A special type of striated muscle, not associated with the skeleton, is found in the heart and called cardiac muscle.  Cardiac muscle fibers branch and fuse forming a network.  The network probably is needed to prevent blood from separating fibers and pushing through the wall of the heart.  The fibers of cardiac muscle are partitioned at intervals by intercalated disks.  Intercalated disks are also found in some protostome hearts thus providing some evidence supporting the annelid ancestry of advanced protostomes and deuterostomes.

MUSCLE ATTACHMENTS

Bone
Skeletal muscles, which do their work by contracting as do all muscles, have an origin on a bone at one end and an insertion at the other end on an adjacent bone that is moved when the muscle contracts.  To move the bone back to its original position and opposing muscle must contract on the other side of the bones and joint.

Soft tissue
So how do we stick out our tongue.  We do it by contracting other muscles within the tongue oriented in directions other than the length of the tongue in which muscles are relaxing.  If they relax more on one side the tongue will curve more to the other side.

Hydrostatic or hydraulic skeletons
The earthworm provides a good example of this type of skeleton.  Under the cuticle and epidermis, the outer layer of muscle is circular muscle.  The soft tissue and fluid in the coelom is forced by contractions of the circular muscle into lengthening the worm as it gets thinner in the segments containing the contracting muscle.  Interior to the circular muscles are longitudinal muscles that lengthen.  If all the segments lengthen, the worm gets long and thin, the total worm volume remains the same.  Conversely, when the longitudinal muscles contract the worm shortens and gets much thinker, but total volume remains the same.
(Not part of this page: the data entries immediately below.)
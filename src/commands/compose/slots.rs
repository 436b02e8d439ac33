use rusqlite::{Connection, OptionalExtension, TransactionBehavior, params};
use serde::Serialize;

use super::error::{CompositionError, CompositionResult, is_unique_violation};
use super::rounds::ensure_round_writable;
use crate::util::now_utc_string;

/// The question a round slot points at. Storage keeps two nullable columns; in
/// memory a slot can only ever hold one source.
#[derive(Copy, Clone, Debug, Eq, PartialEq, Hash, Serialize)]
#[serde(tag = "type", content = "id", rename_all = "lowercase")]
pub enum QuestionRef {
    Preset(i64),
    User(i64),
}

impl QuestionRef {
    pub fn from_columns(preset: Option<i64>, user: Option<i64>) -> CompositionResult<Self> {
        match (preset, user) {
            (Some(id), None) => Ok(Self::Preset(id)),
            (None, Some(id)) => Ok(Self::User(id)),
            (preset, user) => Err(CompositionError::InvalidSlotReference { preset, user }),
        }
    }

    pub fn to_columns(self) -> (Option<i64>, Option<i64>) {
        match self {
            Self::Preset(id) => (Some(id), None),
            Self::User(id) => (None, Some(id)),
        }
    }

    pub fn id(self) -> i64 {
        match self {
            Self::Preset(id) | Self::User(id) => id,
        }
    }

    pub fn kind(self) -> &'static str {
        match self {
            Self::Preset(_) => "preset",
            Self::User(_) => "user",
        }
    }

    pub fn from_view(kind: &str, id: i64) -> Option<Self> {
        match kind {
            "preset" => Some(Self::Preset(id)),
            "user" => Some(Self::User(id)),
            _ => None,
        }
    }
}

#[derive(Debug, Clone, PartialEq, Eq, Serialize)]
pub struct RoundSlot {
    pub id: i64,
    pub round_id: i64,
    pub question_number: i64,
    pub question: QuestionRef,
}

pub fn load_slot(connection: &Connection, slot_id: i64) -> CompositionResult<RoundSlot> {
    let row = connection
        .query_row(
            "
            SELECT id, round_id, question_number, preset_question_id, user_question_id
            FROM round_questions
            WHERE id = ?1
            ",
            params![slot_id],
            |row| {
                Ok((
                    row.get::<_, i64>(0)?,
                    row.get::<_, i64>(1)?,
                    row.get::<_, i64>(2)?,
                    row.get::<_, Option<i64>>(3)?,
                    row.get::<_, Option<i64>>(4)?,
                ))
            },
        )
        .optional()?;

    let Some((id, round_id, question_number, preset, user)) = row else {
        return Err(CompositionError::NotFound {
            entity: "round slot",
            id: slot_id,
        });
    };

    Ok(RoundSlot {
        id,
        round_id,
        question_number,
        question: QuestionRef::from_columns(preset, user)?,
    })
}

/// Adds a numbered slot to a round. The round, the referenced question and the
/// insert are checked under one write lock, so two writers cannot both pass the
/// checks and then collide.
pub fn add_slot(
    connection: &mut Connection,
    round_id: i64,
    question_number: i64,
    question: QuestionRef,
) -> CompositionResult<RoundSlot> {
    let tx = connection.transaction_with_behavior(TransactionBehavior::Immediate)?;
    ensure_round_writable(&tx, round_id)?;
    ensure_question_available(&tx, question)?;

    let (preset, user) = question.to_columns();
    tx.execute(
        "
        INSERT INTO round_questions(
          round_id, question_number, preset_question_id, user_question_id, created_at
        )
        VALUES(?1, ?2, ?3, ?4, ?5)
        ",
        params![round_id, question_number, preset, user, now_utc_string()],
    )
    .map_err(|err| {
        if is_unique_violation(&err) {
            CompositionError::DuplicateQuestionNumber {
                round_id,
                question_number,
            }
        } else {
            err.into()
        }
    })?;

    let slot = RoundSlot {
        id: tx.last_insert_rowid(),
        round_id,
        question_number,
        question,
    };
    tx.commit()?;

    Ok(slot)
}

/// Points an existing slot at a different question, clearing the other source.
pub fn replace_slot_question(
    connection: &mut Connection,
    slot_id: i64,
    question: QuestionRef,
) -> CompositionResult<RoundSlot> {
    let tx = connection.transaction_with_behavior(TransactionBehavior::Immediate)?;
    let current = load_slot(&tx, slot_id)?;
    ensure_round_writable(&tx, current.round_id)?;
    ensure_question_available(&tx, question)?;

    let (preset, user) = question.to_columns();
    tx.execute(
        "
        UPDATE round_questions
        SET preset_question_id = ?1, user_question_id = ?2
        WHERE id = ?3
        ",
        params![preset, user, slot_id],
    )?;
    tx.commit()?;

    Ok(RoundSlot {
        question,
        ..current
    })
}

pub fn remove_slot(connection: &Connection, slot_id: i64) -> CompositionResult<()> {
    let changed = connection.execute(
        "DELETE FROM round_questions WHERE id = ?1",
        params![slot_id],
    )?;
    if changed == 0 {
        return Err(CompositionError::NotFound {
            entity: "round slot",
            id: slot_id,
        });
    }
    Ok(())
}

fn ensure_question_available(connection: &Connection, question: QuestionRef) -> CompositionResult<()> {
    match question {
        QuestionRef::Preset(id) => {
            let exists: Option<i64> = connection
                .query_row(
                    "SELECT id FROM trivia_questions WHERE id = ?1",
                    params![id],
                    |row| row.get(0),
                )
                .optional()?;
            if exists.is_none() {
                return Err(CompositionError::NotFound {
                    entity: "trivia question",
                    id,
                });
            }
        }
        QuestionRef::User(id) => {
            let status: Option<String> = connection
                .query_row(
                    "SELECT status FROM user_generated_questions WHERE id = ?1",
                    params![id],
                    |row| row.get(0),
                )
                .optional()?;
            match status.as_deref() {
                None => {
                    return Err(CompositionError::NotFound {
                        entity: "user question",
                        id,
                    });
                }
                Some("deleted") => {
                    return Err(CompositionError::Deleted {
                        entity: "user question",
                        id,
                    });
                }
                Some(_) => {}
            }
        }
    }
    Ok(())
}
The leech also is dependent on the muscular system using the transmission of fluid and flexible soft tissue moved by the opposing contractions of outer circular and inner longitudinal muscles.  But the body is flattened by transverse muscles connected to dorsal and ventral surface tissues.  Thus movement involves less lengthening and shortening but more up and down bending to either swim by undulations of the body or move along surfaces my bringing the posterior sucker up close to the attached anterior sucker which is then released as the body straightens its bend to attach it further forward.

The photo above is a cross-section of a portion of a leech showing the thin layer of circular muscles under the cells of the epidermis.  Bundles of longitudinal muscles underlie the circular muscles.  A few transverse muscles are shown as dark tracts, some with lighter connections passing between longitudinal muscle bundles to tissue associated with the circular muscles.  The coelom is mostly filled with soft organs.

Hydras do much the same, but the interior of the hydra is fluid filled and the body has the circular muscle fibrils of the gastrodermal cells inside the longitudinal fibrils of the epidermal cell where the fibrils are in more of a network.  The fibrils of both layers of the layers are in close association with the thin layer of connective tissue separating the two cell layers.

Resolving the evolutionary switch from outer longitudinal to outer circular muscle

It is evident that the cnidarian medusa to planarian flatworm suggested in earlier posts and illustrated in [ http://evolutioninsights.blogspot.com/2015/03/evolution-quiet-pre-cambrian-genes.html ] provides a plausible mechanism for the transition.

I gained some insight into the functioning of hydra's hydrostatic skeleton when I had students study the feeding reaction of hydra.  When a weak solution of glutathione is introduced into the water near a hungry hydra it will start moving its tentacles toward its mouth in the same manner it would do if a small crustacean had been captured by a tentacle.  I was amazed to see that the mouth was wide open.  I was thinking it was impossible for it to maintain its posture if the fluid in the gastrovascular cavity was not prevented from exiting the open mouth.  Examination of hydra sections, in particular the tentacles, showed the gastrodermal cells were very large, almost balloon like, and the cavities in the tentacles were almost non-existent.

It made sense that each gastrodermal cell had a single circular muscle fibril so that contraction would be most directly applied to the cell and not slip between cells.  And the thick gasterodermis near the mouth allowed longitudinal fibers of the epidermis to open the mouth more efficiently.

Although the bloated gastrodermal cells may be a more important part of hydra's hydrostatic skeleton, large anthozoan anemones do utililize the fluid filling the gastrovascular cavity to a much greater extent.  Many have one or two siphonoglyphs which are ciliated grooves of the gastrodermis extending from near the mouth to near the basal disk.  Siphonoglyphs enable the anemone to remain inflated and/or reinflate itself after major contractions reducing size for self-protection.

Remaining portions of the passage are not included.